During the destruction of the Sich, Bily was in St Petersburg. On his return all he saw of the Sich were ruins. He was able to avoid repercussions and repressions by the direct intervention of Grigory Potemkin. Bily was retired as a major in the Russian army and tended to the management of his estates. In 1786 he headed the council of nobility in Kherson.

This period is described in various ways. Some state that he moved to the Danubian Sich, and he was labelled a traitor, that he sold out to the Empress for a gold medal. Analysis tends to lead us to the fact that Bily was a skillful politician and understood the politics of the time. He understood that the Sich could not continue within the Russian Empire and understood that it could only survive outside of the Russian Empire. As a result he moved to the Danube and started creating the "Host of Loyal Zaporozhians".

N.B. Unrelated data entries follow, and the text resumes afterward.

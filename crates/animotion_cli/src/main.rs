//! Animotion CLI
//!
//! Generate keyframe-animation and gradient CSS from config files, print
//! built-in presets, and manage the persisted history.

mod config;
mod render;

use anyhow::{bail, Context, Result};
use clap::{Parser, Subcommand};
use std::path::{Path, PathBuf};
use tracing::info;
use tracing_subscriber::EnvFilter;

use animotion_css::{
    find_preset, random_gradient_config, AnimationConfig, BuiltinPreset, GradientConfig,
};
use animotion_store::{
    AnimationStore, FileStorage, GradientStore, HistoryItem, HistoryPolicy,
    PersistentAnimationHistory, PersistentGradientHistory, PersistentHistory, Storage,
};

use config::AnimotionConfig;

#[derive(Parser)]
#[command(name = "animotion")]
#[command(about = "CSS keyframe animation and gradient generator", version)]
struct Cli {
    /// Increase log verbosity (-v debug, -vv trace)
    #[arg(short, long, action = clap::ArgAction::Count, global = true)]
    verbose: u8,

    /// Config file (defaults to ./animotion.toml when present)
    #[arg(short, long, global = true)]
    config: Option<PathBuf>,

    #[command(subcommand)]
    command: Commands,
}

#[derive(Subcommand)]
enum Commands {
    /// Print the CSS for an animation config file (JSON or TOML)
    Generate {
        file: PathBuf,

        /// Record the result in the animation history
        #[arg(long)]
        save: bool,
    },

    /// Print the `background:` declaration for a gradient config file
    Gradient {
        #[arg(required_unless_present = "random")]
        file: Option<PathBuf>,

        /// Generate a random gradient instead of reading a file
        #[arg(long, conflicts_with = "file")]
        random: bool,

        /// Record the result in the gradient history
        #[arg(long)]
        save: bool,
    },

    /// List the built-in presets
    Presets,

    /// Print the CSS of a built-in preset
    Preset {
        id: String,

        /// Record the result in the animation history
        #[arg(long)]
        save: bool,
    },

    /// Inspect or edit the saved history
    History {
        /// Operate on the gradient history instead of the animation history
        #[arg(long, global = true)]
        gradient: bool,

        #[command(subcommand)]
        action: HistoryAction,
    },
}

#[derive(Subcommand)]
enum HistoryAction {
    /// List entries, newest first
    List,
    /// Print the CSS of an entry
    Show { id: String },
    /// Delete an entry
    Remove { id: String },
    /// Delete every entry
    Clear,
}

fn init_tracing(verbose: u8) {
    let level = match verbose {
        0 => "info",
        1 => "debug",
        _ => "trace",
    };
    let filter = EnvFilter::try_from_default_env().unwrap_or_else(|_| {
        EnvFilter::new(format!(
            "animotion_cli={level},animotion_store={level},animotion_css={level}"
        ))
    });

    tracing_subscriber::fmt()
        .with_env_filter(filter)
        .with_writer(std::io::stderr)
        .with_target(false)
        .init();
}

fn load_config(path: Option<&Path>) -> Result<AnimotionConfig> {
    match path {
        Some(path) => AnimotionConfig::load_from_file(path),
        None => {
            let cwd = std::env::current_dir().context("Failed to read working directory")?;
            AnimotionConfig::load_from_dir(&cwd)
        }
    }
}

fn main() -> Result<()> {
    let cli = Cli::parse();
    init_tracing(cli.verbose);

    let config = load_config(cli.config.as_deref())?;

    match cli.command {
        Commands::Generate { file, save } => {
            let animation: AnimationConfig = render::read_config_file(&file)?;
            let store = AnimationStore::with_config(animation);
            print_animation(&store, &config, save)
        }
        Commands::Gradient { file, random, save } => {
            let gradient = match file {
                Some(file) if !random => render::read_config_file::<GradientConfig>(&file)?,
                _ => random_gradient_config(),
            };
            let store = GradientStore::with_config(gradient);
            println!("{}", store.full_css());

            if save {
                let mut history = open_gradient_history(&config)?;
                let added =
                    history.add_item(None, store.config().clone(), store.css().to_string())?;
                if added {
                    info!("Saved to gradient history ({} entries)", history.len());
                } else {
                    info!("Gradient already in history");
                }
            }
            Ok(())
        }
        Commands::Presets => {
            for preset in BuiltinPreset::all() {
                println!("{:<14} {}", preset.id(), preset.name());
            }
            Ok(())
        }
        Commands::Preset { id, save } => {
            let Some(preset) = find_preset(&id) else {
                bail!("Unknown preset {:?}. Run `animotion presets` to list them.", id);
            };
            let mut store = AnimationStore::new();
            store.load_preset(&preset);
            print_animation(&store, &config, save)
        }
        Commands::History { gradient, action } => {
            if gradient {
                let mut history = open_gradient_history(&config)?;
                run_history_action(&mut history, action)
            } else {
                let mut history = open_animation_history(&config)?;
                run_history_action(&mut history, action)
            }
        }
    }
}

fn print_animation(store: &AnimationStore, config: &AnimotionConfig, save: bool) -> Result<()> {
    let css = render::animation_css(store.config(), &config.output.selector);
    println!("{css}");

    if save {
        let mut history = open_animation_history(config)?;
        save_animation(&mut history, store.config(), css)?;
    }
    Ok(())
}

/// Record the printed CSS alongside the config it came from
fn save_animation<S: Storage>(
    history: &mut PersistentAnimationHistory<S>,
    config: &AnimationConfig,
    css: String,
) -> Result<()> {
    history.add_item(Some(config.name.clone()), config.clone(), css)?;
    info!("Saved to animation history ({} entries)", history.len());
    Ok(())
}

fn open_animation_history(
    config: &AnimotionConfig,
) -> Result<PersistentAnimationHistory<FileStorage>> {
    let dir = config.data_dir()?;
    PersistentAnimationHistory::open(FileStorage::new(&dir))
        .with_context(|| format!("Failed to open animation history in {}", dir.display()))
}

fn open_gradient_history(
    config: &AnimotionConfig,
) -> Result<PersistentGradientHistory<FileStorage>> {
    let dir = config.data_dir()?;
    PersistentGradientHistory::open(FileStorage::new(&dir))
        .with_context(|| format!("Failed to open gradient history in {}", dir.display()))
}

fn run_history_action<P: HistoryPolicy>(
    history: &mut PersistentHistory<P, FileStorage>,
    action: HistoryAction,
) -> Result<()> {
    match action {
        HistoryAction::List => {
            if history.is_empty() {
                info!("History is empty");
            }
            for item in history.items() {
                println!("{}", render::history_line(item));
            }
        }
        HistoryAction::Show { id } => {
            let item: &HistoryItem<P::Config> = history
                .get(&id)
                .with_context(|| format!("No history entry {id:?}"))?;
            println!("{}", item.css);
        }
        HistoryAction::Remove { id } => {
            if !history.remove_item(&id)? {
                bail!("No history entry {:?}", id);
            }
            info!("Removed {}", id);
        }
        HistoryAction::Clear => {
            let count = history.len();
            history.clear_all()?;
            info!("Cleared {} entries", count);
        }
    }
    Ok(())
}

#[cfg(test)]
mod tests {
    use super::*;
    use animotion_css::default_animation_config;
    use animotion_store::MemoryStorage;
    use pretty_assertions::assert_eq;

    #[test]
    fn saved_css_matches_custom_selector_output() {
        let config = default_animation_config();
        let printed = render::animation_css(&config, "#hero");

        let mut history = PersistentAnimationHistory::open(MemoryStorage::new()).unwrap();
        save_animation(&mut history, &config, printed.clone()).unwrap();

        let item = &history.items()[0];
        assert_eq!(item.css, printed);
        assert!(item.css.contains("#hero {"));
        assert_eq!(item.name.as_deref(), Some("myAnimation"));

        let reopened = PersistentAnimationHistory::open(history.into_storage()).unwrap();
        assert_eq!(reopened.items()[0].css, printed);
    }
}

Kherson at that time had started building large sail-boats - corvettes, frigates and line boats for the future Black Sea fleet. Bily took part in the construction of these boats and also in the selection and training of future sailors from the Ukrainian population.

With the addition of Crimea to the Russian Empire, Turkey understood this as being a breaking of the Treaty of Kujchuk-Karnadji. Turkey sent a fleet of 25 large boats and war broke loose.

Commanders were sent from the Baltics, and the Azov fleet was sent to engage the Turks. Potemkin's admirals did not know the conditions in the Dnieper-Black Sea region and as a result Bily took a commanding role. After handing over command of the fleet to vice-admiral F. Klokachov, Bily returned to Kherson where he took command of the Lyman fleet, which was still to be built. The fleet was built in 1787 made up of Cossack Chaikas (one of which is in the Cossack museum in Khortytsia today) and brigants.

During Catherine II visit through Ukraine and Crimea in 1787, Sydir Bily accompanied her with a guard of Cossacks. Catherine was happy with the service and agreed to pardon the Cossacks who had left the Russian Empire. Potemkin placed the French Prince Karl Heinrich Nassau-Zigen as commander of the Lyman fleet.

Sydir became the commander of the Cossack Chaikas.

27 February 1787 Suvorov sent Koshovy Bily to the Empress to petition for the return of the Zaporozhian attributes: a large white with blue cross flag, some other smaller flags, bulava etc. The flag became the basis for the current Navy flag of Ukraine.

The word Zaporozhian however, was no longer allowed to be used, although Suvorov paid no heed to the ban.

September 7, 1787, the next Russo-Turkish war erupted. The tragedy of this campaign was that they not only fought the Turks, but also their brethren who had resettled in the Danubian Sich.

The fleet led by Sydir Bily had negotiated with the Danubian Cossacks not to engage them in combat. They shot their cannon a number of times and returned to shore. The refusal of the Danubian Cossacks to fight their brothers guaranteed Potemkin victory.

On the 17 June near Ochakiv a new battle erupted. A number of boats of Eksi-Hasan were grounded in the shallow waters. The Lyman flotilla attacked and destroyed six frigates. During the attack 18 cossacks died and 235 were taken captive. Sydir Bily was also wounded. He was taken to the Kinburg fortress. Suvorov gave him his finest doctors, but this was all in vain.

Bily died June 20, 1788, at the age of 72. At his funeral were Suvorov, Antin Holovaty, contr-admiral John Paul Jones.